Full Changelog: https://github.com/cleanlab/cleanlab/compare/v2.0.0...v2.1.0

v2.0.0

2 years ago

If you liked cleanlab v1.0.1, v2.0.0 will blow your mind! 💥🧠

cleanlab 2.0 adds powerful new workflows and algorithms for data-centric AI, dataset curation, auto-fixing label issues in data, learning with noisy labels, and more. Nearly every module, method, parameter, and docstring has been touched by this release.

If you're coming from 1.0, here's a migration guide.
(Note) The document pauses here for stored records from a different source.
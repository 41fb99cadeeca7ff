//! Database migration command.
//!
//! # Usage
//!
//! ```bash
//! bb-cli migrate
//! ```
//!
//! # Environment Variables
//!
//! - `DATABASE_URL` - `PostgreSQL` connection string for the booking store
//!
//! # Migration Files
//!
//! `crates/server/migrations/`, embedded at compile time.

use booking_bridge_server::config::database_url_from_env;
use booking_bridge_server::db::create_pool;

use super::CommandError;

/// Run the booking store migrations.
///
/// # Errors
///
/// Returns `CommandError` if `DATABASE_URL` is missing, the database is
/// unreachable, or a migration fails.
pub async fn run() -> Result<(), CommandError> {
    let database_url = database_url_from_env()?;

    tracing::info!("Connecting to booking store...");
    let pool = create_pool(&database_url).await?;

    tracing::info!("Running migrations...");
    sqlx::migrate!("../server/migrations").run(&pool).await?;

    tracing::info!("Migrations complete");
    Ok(())
}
A few highlights of new functionalities in cleanlab 2.0:

rank every data point by label quality
find label issues in any dataset.
train any classifier on any dataset with label issues.
find overlapping classes to merge and/or delete at the dataset-level
yield an overall dataset health

For an in-depth overview of what cleanlab 2.0 can do, check out this tutorial.
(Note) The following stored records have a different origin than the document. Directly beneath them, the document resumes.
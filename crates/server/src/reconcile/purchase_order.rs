//! Purchase order grouping.
//!
//! Each (product, supplier) pair has at most one draft purchase order. Every
//! booking with a supplier cost contributes one line to it. A line is
//! recognised as belonging to a sale order through the `x_sale_order_id`
//! field when the database has it, and through the reference tags embedded
//! in its description otherwise:
//!
//! ```text
//! Kayak Tour - 2026-07-01 - 2 adults [ref:SO=S00042] [ref:BK=5f1c9a2e]
//! ```

use rust_decimal::Decimal;
use serde::Serialize;
use serde_json::{Value, json};
use tracing::instrument;

use booking_bridge_core::{
    ErpProductId, PartnerId, PurchaseOrderId, PurchaseOrderLineId, ReferenceTag, SaleOrderId,
    SaleOrderLineId,
};

use super::{
    ProductInput, PurchaseError, ReconcileSettings, amount_value, resolve_product,
    resolve_supplier, tax_command,
};
use crate::odoo::{
    OdooRpc, Reattach, Record, Values, create_with_fallback, many2one_id, record_id, record_str,
    write_with_fallback,
};

const ORDER_MODEL: &str = "purchase.order";
const LINE_MODEL: &str = "purchase.order.line";
const ORDER_PRODUCT_FIELD: &str = "x_booking_product_id";
const ORDER_SALES_FIELD: &str = "x_sale_order_ids";
const LINE_SALE_FIELD: &str = "x_sale_order_id";
const LINE_OPTIONAL_FIELDS: &[&str] = &[LINE_SALE_FIELD, "sale_line_id"];

/// Draft orders scanned per supplier when the product field is unavailable.
const DRAFT_SCAN_LIMIT: u32 = 50;

/// A booking's contribution to a supplier purchase order.
#[derive(Debug, Clone, PartialEq, Eq)]
pub struct PurchaseInput {
    pub sale_order_id: SaleOrderId,
    /// Odoo sale order name, used in tags and `origin`.
    pub sale_order_name: String,
    pub sale_line_id: Option<SaleOrderLineId>,
    /// Booking store id; its leading fragment is the secondary tag.
    pub booking_id: String,
    pub supplier_name: String,
    pub supplier_email: Option<String>,
    pub product: ProductInput,
    /// Already-resolved Odoo product, skipping product resolution.
    pub product_id: Option<ErpProductId>,
    /// Total supplier cost of the booking, major units.
    pub supplier_cost: Option<Decimal>,
    /// Line description before tags are appended.
    pub description: String,
}

/// What the engine did for a booking.
#[derive(Debug, Clone, Copy, PartialEq, Eq, Serialize)]
#[serde(rename_all = "snake_case")]
pub enum PurchaseAction {
    /// New draft purchase order with the booking's line.
    Created,
    /// Line added to the existing draft purchase order.
    Appended,
    /// The booking already has a line; nothing written.
    Skipped,
}

/// Result of [`reconcile_purchase_order`].
#[derive(Debug, Clone, PartialEq, Eq, Serialize)]
pub struct PurchaseReport {
    pub action: PurchaseAction,
    pub purchase_order_id: PurchaseOrderId,
    pub purchase_order_name: String,
    pub line_id: Option<PurchaseOrderLineId>,
    pub supplier_id: PartnerId,
    pub product_id: ErpProductId,
    /// Cross-link fields the database rejected.
    pub skipped_fields: Vec<String>,
}

struct DraftOrder {
    id: i64,
    name: String,
    origin: Option<String>,
}

impl DraftOrder {
    fn from_record(record: &Record) -> Option<Self> {
        Some(Self {
            id: record_id(record)?,
            name: record_str(record, "name").unwrap_or_default().to_string(),
            origin: record_str(record, "origin").map(String::from),
        })
    }
}

/// Add the booking to its supplier's draft purchase order.
///
/// # Errors
///
/// Returns `PurchaseError::Validation` before any write when the supplier
/// cost, supplier name or product is missing. Resolution and write failures
/// are returned as `Resolve`/`Odoo` errors.
#[instrument(
    skip(rpc, input, settings),
    fields(sale_order = %input.sale_order_name, supplier = %input.supplier_name)
)]
pub async fn reconcile_purchase_order(
    rpc: &dyn OdooRpc,
    input: &PurchaseInput,
    settings: &ReconcileSettings,
) -> Result<PurchaseReport, PurchaseError> {
    let cost = validate(input)?;

    let supplier = resolve_supplier(rpc, &input.supplier_name, input.supplier_email.as_deref()).await?;
    let product = match input.product_id {
        Some(id) => id,
        None => resolve_product(rpc, &input.product).await?.id,
    };

    let tags: Vec<ReferenceTag> = [
        ReferenceTag::sale_order(&input.sale_order_name),
        ReferenceTag::booking(&input.booking_id),
    ]
    .into_iter()
    .flatten()
    .collect();
    let description = ReferenceTag::annotate(&input.description, &tags);

    let mut line = Values::new();
    line.insert("product_id".into(), product.into());
    line.insert("name".into(), json!(description));
    line.insert("product_qty".into(), json!(1));
    line.insert("price_unit".into(), amount_value(cost));
    if let Some(taxes) = tax_command(settings.purchase_tax_id) {
        line.insert("taxes_id".into(), taxes);
    }
    let mut links = Values::new();
    links.insert(LINE_SALE_FIELD.into(), input.sale_order_id.into());
    if let Some(sale_line) = input.sale_line_id {
        links.insert("sale_line_id".into(), sale_line.into());
    }

    let draft = find_draft(rpc, supplier, product, &input.product.external_id).await?;

    let mut report = match draft {
        Some(order) => {
            if is_duplicate(rpc, order.id, input.sale_order_id, &tags).await? {
                tracing::info!(purchase_order_id = order.id, "Booking already on purchase order");
                return Ok(PurchaseReport {
                    action: PurchaseAction::Skipped,
                    purchase_order_id: PurchaseOrderId::new(order.id),
                    purchase_order_name: order.name,
                    line_id: None,
                    supplier_id: supplier,
                    product_id: product,
                    skipped_fields: Vec::new(),
                });
            }

            let mut values = line;
            values.insert("order_id".into(), json!(order.id));
            values.extend(links);
            let created = create_with_fallback(
                rpc,
                LINE_MODEL,
                &values,
                LINE_OPTIONAL_FIELDS,
                Reattach::Individually,
            )
            .await?;
            append_origin(rpc, &order, &input.sale_order_name).await;
            tracing::info!(purchase_order_id = order.id, line_id = created.id, "Appended purchase line");

            PurchaseReport {
                action: PurchaseAction::Appended,
                purchase_order_id: PurchaseOrderId::new(order.id),
                purchase_order_name: order.name,
                line_id: Some(PurchaseOrderLineId::new(created.id)),
                supplier_id: supplier,
                product_id: product,
                skipped_fields: created.skipped,
            }
        }
        None => {
            let mut values = Values::new();
            values.insert("partner_id".into(), supplier.into());
            values.insert("origin".into(), json!(input.sale_order_name));
            values.insert("order_line".into(), json!([[0, 0, line]]));
            if !input.product.external_id.trim().is_empty() {
                values.insert(ORDER_PRODUCT_FIELD.into(), json!(input.product.external_id.trim()));
            }
            let created = create_with_fallback(
                rpc,
                ORDER_MODEL,
                &values,
                &[ORDER_PRODUCT_FIELD],
                Reattach::Individually,
            )
            .await?;

            let line_id = rpc
                .search(LINE_MODEL, json!([["order_id", "=", created.id]]), Some(1))
                .await?
                .first()
                .copied();
            let mut skipped = created.skipped;
            if let Some(line_id) = line_id {
                match write_with_fallback(rpc, LINE_MODEL, &[line_id], &links, LINE_OPTIONAL_FIELDS)
                    .await
                {
                    Ok(outcome) => skipped.extend(outcome.skipped),
                    Err(e) => {
                        tracing::warn!(line_id, error = %e, "Purchase line link failed");
                    }
                }
            }
            let name = rpc
                .read(ORDER_MODEL, &[created.id], &["name"])
                .await?
                .first()
                .and_then(|row| record_str(row, "name"))
                .unwrap_or_default()
                .to_string();
            tracing::info!(purchase_order_id = created.id, "Created purchase order");

            PurchaseReport {
                action: PurchaseAction::Created,
                purchase_order_id: PurchaseOrderId::new(created.id),
                purchase_order_name: name,
                line_id: line_id.map(PurchaseOrderLineId::new),
                supplier_id: supplier,
                product_id: product,
                skipped_fields: skipped,
            }
        }
    };

    let mut collection = Values::new();
    collection.insert(
        ORDER_SALES_FIELD.into(),
        json!([[4, input.sale_order_id.as_i64(), 0]]),
    );
    match write_with_fallback(
        rpc,
        ORDER_MODEL,
        &[report.purchase_order_id.as_i64()],
        &collection,
        &[ORDER_SALES_FIELD],
    )
    .await
    {
        Ok(outcome) => report.skipped_fields.extend(outcome.skipped),
        Err(e) => tracing::warn!(error = %e, "Purchase order link to sale order failed"),
    }

    Ok(report)
}

fn validate(input: &PurchaseInput) -> Result<Decimal, PurchaseError> {
    let cost = input
        .supplier_cost
        .filter(|cost| *cost > Decimal::ZERO)
        .ok_or_else(|| PurchaseError::Validation("supplier cost must be positive".to_string()))?;
    if input.supplier_name.trim().is_empty() {
        return Err(PurchaseError::Validation("supplier name is required".to_string()));
    }
    if input.product_id.is_none() && input.product.name.trim().is_empty() {
        return Err(PurchaseError::Validation("product is required".to_string()));
    }
    if input.sale_order_name.trim().is_empty() {
        return Err(PurchaseError::Validation("sale order name is required".to_string()));
    }
    Ok(cost)
}

/// The supplier's draft purchase order for `product`.
async fn find_draft(
    rpc: &dyn OdooRpc,
    supplier: PartnerId,
    product: ErpProductId,
    external_id: &str,
) -> Result<Option<DraftOrder>, PurchaseError> {
    let fields = ["id", "name", "origin"];
    let base = json!([["partner_id", "=", supplier.as_i64()], ["state", "=", "draft"]]);

    let external_id = external_id.trim();
    if !external_id.is_empty() {
        let mut domain = base.as_array().cloned().unwrap_or_default();
        domain.push(json!([ORDER_PRODUCT_FIELD, "=", external_id]));
        match rpc
            .search_read(ORDER_MODEL, Value::Array(domain), &fields, Some(1))
            .await
        {
            Ok(rows) => return Ok(rows.first().and_then(DraftOrder::from_record)),
            Err(e) if e.is_schema_drift() => {
                tracing::debug!("Purchase product field unavailable, scanning draft lines");
            }
            Err(e) => return Err(e.into()),
        }
    }

    let drafts = rpc
        .search_read(ORDER_MODEL, base, &fields, Some(DRAFT_SCAN_LIMIT))
        .await?;
    if drafts.is_empty() {
        return Ok(None);
    }
    let ids: Vec<i64> = drafts.iter().filter_map(record_id).collect();
    let lines = rpc
        .search_read(
            LINE_MODEL,
            json!([["order_id", "in", ids], ["product_id", "=", product.as_i64()]]),
            &["order_id"],
            Some(1),
        )
        .await?;
    let Some(order_id) = lines.first().and_then(|line| many2one_id(line.get("order_id"))) else {
        return Ok(None);
    };
    Ok(drafts
        .iter()
        .find(|draft| record_id(draft) == Some(order_id))
        .and_then(DraftOrder::from_record))
}

/// Whether the order already has a line for this sale order.
async fn is_duplicate(
    rpc: &dyn OdooRpc,
    order_id: i64,
    sale_order: SaleOrderId,
    tags: &[ReferenceTag],
) -> Result<bool, PurchaseError> {
    let domain = json!([["order_id", "=", order_id]]);
    let lines = match rpc
        .search_read(LINE_MODEL, domain.clone(), &["id", "name", LINE_SALE_FIELD], None)
        .await
    {
        Ok(lines) => lines,
        Err(e) if e.is_schema_drift() => {
            rpc.search_read(LINE_MODEL, domain, &["id", "name"], None)
                .await?
        }
        Err(e) => return Err(e.into()),
    };

    Ok(lines.iter().any(|line| {
        let linked = many2one_id(line.get(LINE_SALE_FIELD)) == Some(sale_order.as_i64());
        let tagged = record_str(line, "name")
            .is_some_and(|name| tags.iter().any(|tag| tag.is_in(name)));
        linked || tagged
    }))
}

/// Append the sale order name to the purchase order origin, best-effort.
async fn append_origin(rpc: &dyn OdooRpc, order: &DraftOrder, sale_order_name: &str) {
    let origin = order.origin.as_deref().unwrap_or_default();
    if origin.split(',').any(|part| part.trim() == sale_order_name) {
        return;
    }
    let updated = if origin.trim().is_empty() {
        sale_order_name.to_string()
    } else {
        format!("{origin}, {sale_order_name}")
    };
    let mut values = Values::new();
    values.insert("origin".into(), json!(updated));
    if let Err(e) = rpc.write(ORDER_MODEL, &[order.id], &values).await {
        tracing::debug!(purchase_order_id = order.id, error = %e, "Origin update failed");
    }
}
To help you get started with 2.0, we've added:

Change Log

This list is non-exhaustive! Assume every aspect of API has changed.

Module name changes or moves:

classification.LearningWithNoisyLabels class --> classification.CleanLearning class
pruning.py --> filter.py
latent_estimation.py --> count.py
cifar_cnn.py --> experimental/cifar_cnn.py
coteaching.py --> experimental/coteaching.py
fasttext.py --> experimental/fasttext.py
mnist_pytorch.py --> experimental/fmnist_pytorch.py
noise_generation.py --> benchmarking/noise_generation.py
util.py --> internal/util.py
latent_algebra.py --> internal/latent_algebra.py

Module Deletions:

removed polyplex.py
removed models/` --> (moved content to experimental/)

New module created:

rank.py
- moved all ranking and ordering functions from pruning.py/filter.py to here
dataset.py
- brand new module supporting methods for dealing with data-level issues
benchmarking.py
- Future benchmarking modules go here. Moved noise_generation.py here.

Method name changes:

pruning.get_noise_indices() --> filter.find_label_issues()
count.num_label_errors() --> count.num_label_issues()

Methods added:

rank.py adds
- two ranking functions to rank data based on label quality for entire dataset (not just examples with label issues)
- get_self_confidence_for_each_label()
- get_normalized_margin_for_each_label()
filter.py adds
- two more methods added to filter.find_label_issues() (select method using the filter_by parameter)
  - confident_learning, which has been shown to work very well and may become the default in the future, and
  - predicted_neq_given, which is useful for benchmarking a simple baseline approach, but underperformant relative to the other filter_by methods)
classification.py adds
- ClearnLearning.get_label_issues()
  - for a canonical one-line of code use:CleanLearning().fit(X, y).get_label_issues()
  - no need to compute predicted probabilities in advance
- CleanLearning.find_label_issues()
  - returns a dataframe with label issues (instead of just a mask)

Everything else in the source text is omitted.